(Dataset records)
Content starts

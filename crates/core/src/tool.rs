//! Tool trait — the abstraction over agent capabilities.
//!
//! Tools are how the coach reaches outside the model: today that is the
//! fitness knowledge search, registered under a fixed name so the model can
//! request it.

use async_trait::async_trait;
use serde::{Deserialize, Serialize};
use std::collections::BTreeMap;

use crate::error::ToolError;
use crate::message::ToolCallRequest;
pub use crate::provider::ToolDefinition;

/// The result of a tool execution.
#[derive(Debug, Clone, Serialize, Deserialize)]
pub struct ToolResult {
    /// The call ID this result is for (filled in by the registry)
    #[serde(default)]
    pub call_id: String,

    /// Whether the tool executed successfully
    pub success: bool,

    /// The output content, passed verbatim to the model
    pub output: String,
}

impl ToolResult {
    pub fn ok(output: impl Into<String>) -> Self {
        Self {
            call_id: String::new(),
            success: true,
            output: output.into(),
        }
    }

    pub fn failed(output: impl Into<String>) -> Self {
        Self {
            call_id: String::new(),
            success: false,
            output: output.into(),
        }
    }
}

/// The core Tool trait.
///
/// Tools are registered in the ToolRegistry and made available to the
/// agent loop. Arguments reach `execute` only after they have been checked
/// against `parameters_schema`.
#[async_trait]
pub trait Tool: Send + Sync {
    /// The unique name of this tool (e.g., "fitness_knowledge").
    fn name(&self) -> &str;

    /// A description of what this tool does (sent to the LLM).
    fn description(&self) -> &str;

    /// JSON Schema describing this tool's parameters.
    fn parameters_schema(&self) -> serde_json::Value;

    /// Execute the tool with the given arguments.
    async fn execute(&self, arguments: serde_json::Value) -> std::result::Result<ToolResult, ToolError>;

    /// Convert this tool into a ToolDefinition for sending to the LLM.
    fn to_definition(&self) -> ToolDefinition {
        ToolDefinition {
            name: self.name().to_string(),
            description: self.description().to_string(),
            parameters: self.parameters_schema(),
        }
    }
}

/// A registry of available tools.
///
/// The agent loop uses this to:
/// 1. Get tool definitions to send to the LLM
/// 2. Validate and execute tools when the LLM requests them
///
/// Tools are kept in name order so definitions are stable between calls.
pub struct ToolRegistry {
    tools: BTreeMap<String, Box<dyn Tool>>,
}

impl ToolRegistry {
    pub fn new() -> Self {
        Self {
            tools: BTreeMap::new(),
        }
    }

    /// Register a tool. Replaces any existing tool with the same name.
    pub fn register(&mut self, tool: Box<dyn Tool>) {
        let name = tool.name().to_string();
        self.tools.insert(name, tool);
    }

    /// Get a tool by name.
    pub fn get(&self, name: &str) -> Option<&dyn Tool> {
        self.tools.get(name).map(|t| t.as_ref())
    }

    /// Get all tool definitions (for sending to the LLM).
    pub fn definitions(&self) -> Vec<ToolDefinition> {
        self.tools.values().map(|t| t.to_definition()).collect()
    }

    /// List all registered tool names.
    pub fn names(&self) -> Vec<&str> {
        self.tools.keys().map(|s| s.as_str()).collect()
    }

    pub fn len(&self) -> usize {
        self.tools.len()
    }

    pub fn is_empty(&self) -> bool {
        self.tools.is_empty()
    }

    /// Check a call's arguments against the named tool's parameter schema.
    pub fn validate(&self, call: &ToolCallRequest) -> std::result::Result<(), ToolError> {
        let tool = self
            .get(&call.name)
            .ok_or_else(|| ToolError::NotFound(call.name.clone()))?;
        validate_arguments(&tool.parameters_schema(), &call.arguments)
    }

    /// Validate and execute a tool call.
    pub async fn execute(&self, call: &ToolCallRequest) -> std::result::Result<ToolResult, ToolError> {
        let tool = self
            .tools
            .get(&call.name)
            .ok_or_else(|| ToolError::NotFound(call.name.clone()))?;
        validate_arguments(&tool.parameters_schema(), &call.arguments)?;
        let mut result = tool.execute(call.arguments.clone()).await?;
        result.call_id = call.id.clone();
        Ok(result)
    }
}

impl Default for ToolRegistry {
    fn default() -> Self {
        Self::new()
    }
}

/// Validate `arguments` against the subset of JSON Schema tools declare:
/// an object with typed `properties` and a `required` list.
pub fn validate_arguments(
    schema: &serde_json::Value,
    arguments: &serde_json::Value,
) -> std::result::Result<(), ToolError> {
    let Some(object) = arguments.as_object() else {
        return Err(ToolError::InvalidArguments(format!(
            "expected a JSON object, got {}",
            type_name(arguments)
        )));
    };

    if let Some(required) = schema.get("required").and_then(|r| r.as_array()) {
        for field in required.iter().filter_map(|f| f.as_str()) {
            if !object.contains_key(field) {
                return Err(ToolError::InvalidArguments(format!(
                    "missing required field '{field}'"
                )));
            }
        }
    }

    if let Some(properties) = schema.get("properties").and_then(|p| p.as_object()) {
        for (field, value) in object {
            let Some(expected) = properties
                .get(field)
                .and_then(|p| p.get("type"))
                .and_then(|t| t.as_str())
            else {
                continue;
            };
            if !matches_type(expected, value) {
                return Err(ToolError::InvalidArguments(format!(
                    "field '{field}' should be {expected}, got {}",
                    type_name(value)
                )));
            }
        }
    }

    Ok(())
}

fn matches_type(expected: &str, value: &serde_json::Value) -> bool {
    match expected {
        "string" => value.is_string(),
        "integer" => value.is_i64() || value.is_u64(),
        "number" => value.is_number(),
        "boolean" => value.is_boolean(),
        "array" => value.is_array(),
        "object" => value.is_object(),
        "null" => value.is_null(),
        _ => true,
    }
}

fn type_name(value: &serde_json::Value) -> &'static str {
    match value {
        serde_json::Value::Null => "null",
        serde_json::Value::Bool(_) => "boolean",
        serde_json::Value::Number(_) => "number",
        serde_json::Value::String(_) => "string",
        serde_json::Value::Array(_) => "array",
        serde_json::Value::Object(_) => "object",
    }
}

Content ends

### TASK DETAILS
Each line above where the word "names" occurs should be returned in full.

### WRITTEN ANSWER
    /// List all registered tool names.
    pub fn names(&self) -> Vec<&str> {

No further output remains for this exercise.